The Mutual Fund Winner's Curse
Sayali Shirke / 12 Jun 2025/ Categories: DSIJ_Magazine_Web, DSIJMagazine_App, Fund of Fortnight, MF - Goal Planning, Mutual Fund

Long-term wealth has little to do with excitement.
Why chasing top-performing funds may quietly cost you more than you think [EasyDNNnews:PaidContentStart]
It is natural to look for patterns in numbers. Charts of mutual fund returns can create the illusion of certainty – suggesting that what worked in the past will work again.
But successful investing rewards those who look beyond the obvious. While past returns may offer reassurance, they often hide the risks that lie ahead.
In the digital age, performance data is everywhere, and data draws attention. Investing platforms, apps, and financial columns often guide us towards top-ranked funds, making them seem like the natural choice. It feels intuitive — if a fund has performed well, it might seem like it knows something others don’t. In practice, however, this approach quietly builds the case for disappointment.
Here’s why choosing a fund based solely on recent returns can lead even disciplined investors astray.
- First, leadership in returns is often fleeting. Top-performing funds usually rise to the top because of exposure to a winning sector, style, or theme — think pharma in 2020, IT in 2021, or PSU banks more recently. Their outperformance is tied to timing, not timelessness. Markets rotate. Yesterday’s leader becomes tomorrow’s laggard. The cyclical nature of market returns leads to what’s called mean reversion. If your investment decision is driven solely by return charts, you may be buying after the best is behind you. The fund’s name remains the same, but the conditions that helped it outperform are often long gone. Past returns can’t tell you when the tide will turn. But history shows it usually does.

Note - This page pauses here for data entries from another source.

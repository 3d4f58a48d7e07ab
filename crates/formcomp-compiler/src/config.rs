//! Compilation and computation options

use crate::numeric::NumericTypeSpec;

/// Options for compiling a computation
#[derive(Debug, Clone, PartialEq, Eq)]
#[cfg_attr(feature = "serde", derive(serde::Serialize, serde::Deserialize))]
pub struct CompilerConfig {
    /// Number representation used for constants and arithmetic (default: double)
    pub numeric_type: NumericTypeSpec,
    /// Cache cell values within a computation (default: true)
    pub caching: bool,
    /// Fold constant subexpressions and share duplicates (default: true)
    pub fold_constants: bool,
    /// Inline cells referenced from a single place (default: true)
    pub inline_intermediates: bool,
}

impl Default for CompilerConfig {
    fn default() -> Self {
        Self {
            numeric_type: NumericTypeSpec::Double,
            caching: true,
            fold_constants: true,
            inline_intermediates: true,
        }
    }
}

impl CompilerConfig {
    pub fn new() -> Self {
        Self::default()
    }

    pub fn with_numeric_type(mut self, numeric_type: NumericTypeSpec) -> Self {
        self.numeric_type = numeric_type;
        self
    }

    pub fn with_caching(mut self, caching: bool) -> Self {
        self.caching = caching;
        self
    }

    pub fn with_constant_folding(mut self, enabled: bool) -> Self {
        self.fold_constants = enabled;
        self
    }

    pub fn with_inlining(mut self, enabled: bool) -> Self {
        self.inline_intermediates = enabled;
        self
    }

    /// Per-computation defaults implied by this configuration
    pub fn computation_options(&self) -> ComputationOptions {
        ComputationOptions {
            caching: self.caching,
        }
    }
}

/// Options for one computation instance
#[derive(Debug, Clone, Copy, PartialEq, Eq)]
#[cfg_attr(feature = "serde", derive(serde::Serialize, serde::Deserialize))]
pub struct ComputationOptions {
    /// Compute each cell at most once per instance
    pub caching: bool,
}

impl Default for ComputationOptions {
    fn default() -> Self {
        Self { caching: true }
    }
}
/// Parse a formula written in the notation given by `context`
///
/// # Example
/// ```rust
/// use formcomp_core::CellAddress;
/// use formcomp_formula::{parse_formula, parse_formula_with, ParseContext};
///
/// let context = ParseContext::r1c1(CellAddress::new(2, 0)); // A3
/// let r1c1 = parse_formula_with("=R[-2]C+R[-1]C", &context).unwrap();
/// assert_eq!(r1c1, parse_formula("=A1+A2").unwrap());
/// ```
pub fn parse_formula_with(formula: &str, context: &ParseContext) -> ParseResult<FormulaExpr> {
    let formula = formula.trim();

    if !formula.starts_with('=') {
        return Err(ParseError::new(
            formula,
            0,
            ParseErrorKind::Syntax("Formula must start with '='".into()),
        ));
    }

    let mut parser = FormulaParser::new(formula, *context);
    let expr = parser.parse_expression()?;

    match parser.current_token() {
        Token::Eof => Ok(expr),
        Token::Bad(kind) => Err(parser.error(parser.token_start, kind.clone())),
        other => Err(parser.error(
            parser.token_start,
            ParseErrorKind::Syntax(format!("Unexpected {} after expression", other.describe())),
        )),
    }
}

/// Token types
#[derive(Debug, Clone, PartialEq)]
enum Token {
    // Literals
    Number(String),
    String(String),
    Boolean(bool),

    // Identifiers and references
    Identifier(String),
    CellRef(CellAddress),
    SheetRef(String),

    // Operators
    Plus,
    Minus,
    Star,
    Slash,
    Caret,
    Percent,
    Ampersand,
    Equal,
    NotEqual,
    LessThan,
    LessEqual,
    GreaterThan,
    GreaterEqual,
    Colon,
    Comma,

    // Delimiters
    LeftParen,
    RightParen,

    /// Text that could not be scanned
    Bad(ParseErrorKind),

    Eof,
}

impl Token {
    fn describe(&self) -> String {
        match self {
            Token::Number(n) => format!("number {}", n),
            Token::String(s) => format!("string \"{}\"", s),
            Token::Boolean(b) => format!("{}", if *b { "TRUE" } else { "FALSE" }),
            Token::Identifier(name) => format!("name {}", name),
            Token::CellRef(addr) => format!("reference {}", addr),
            Token::SheetRef(sheet) => format!("sheet {}!", sheet),
            Token::Plus => "'+'".into(),
            Token::Minus => "'-'".into(),
            Token::Star => "'*'".into(),
            Token::Slash => "'/'".into(),
            Token::Caret => "'^'".into(),
            Token::Percent => "'%'".into(),
            Token::Ampersand => "'&'".into(),
            Token::Equal => "'='".into(),
            Token::NotEqual => "'<>'".into(),
            Token::LessThan => "'<'".into(),
            Token::LessEqual => "'<='".into(),
            Token::GreaterThan => "'>'".into(),
            Token::GreaterEqual => "'>='".into(),
            Token::Colon => "':'".into(),
            Token::Comma => "','".into(),
            Token::LeftParen => "'('".into(),
            Token::RightParen => "')'".into(),
            Token::Bad(kind) => kind.to_string(),
            Token::Eof => "end of formula".into(),
        }
    }
}

/// Formula parser
struct FormulaParser<'a> {
    /// The whole formula including the leading '='
    formula: &'a str,
    context: ParseContext,
    pos: usize,
    /// Byte position where `current_token` starts
    token_start: usize,
    current_token: Token,
}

- Second, return charts often tell a different story depending on when you look. Performance is never absolute; it is framed by time and depends on the starting point and the period being measured. A fund that appears average on a 1-year chart might have quietly compounded over five. Another may look like a winner today only because of a recent rally. The numbers shift as the window shifts. What we call ‘top performance’ is often just a moment in a moving sequence. Charts show numbers, but not the context behind them. And without that context, it’s easy to draw the wrong conclusions.
- Third, emotional investing makes poor timing decisions. We’re drawn to what has worked recently, assuming it will continue. We equate recent returns with reliability. But this instinctive behaviour, often called recency bias, can lead to poor timing. Buying into a fund after it has peaked, and exiting once the outperformance fades, is a pattern seen often in investor behaviour data. Over time, this behaviour erodes returns more than bad markets do. This isn’t a problem of product — it’s a problem of how we respond to performance. Even a good fund held poorly can lead to poor outcomes.
- Fourth, process and philosophy outlast performance. What sustains a fund is not a standout year, but a sound, repeatable process. Look beyond return percentages. Does the fund have a consistent investment style? Is there evidence of discipline across market cycles? Is the team stable? Are risk and cost consciously managed? The answers to these questions matter more than a single year’s return. Past performance can be a starting point, but it is far from sufficient. Over time, performance settles into the background. What carries a fund forward is the quiet strength of its process.
- Fifth, wealth prefers patience over excitement. In mutual funds, the most durable performers are often not the most dramatic. Index funds, diversified equity funds, or steady Hybrid Funds rarely make headlines. Yet, they allow you to stay invested comfortably. The best mutual fund is not necessarily the one with the highest short-term return. More often, it’s the one you can stick with for the next 10 or 15 years. Consistency matters more than outliers. The fund you can hold through cycles is often more valuable than the one you celebrate for a quarter.
Long-term wealth has little to do with excitement. It has everything to do with alignment with your objectives, your temperament, and your timeline.
The next time you see a fund ranked number one, don’t just ask how much it returned – ask why it did, and whether that reason still holds. Investing isn’t about chasing recent winners; it’s about consistently choosing what works over time.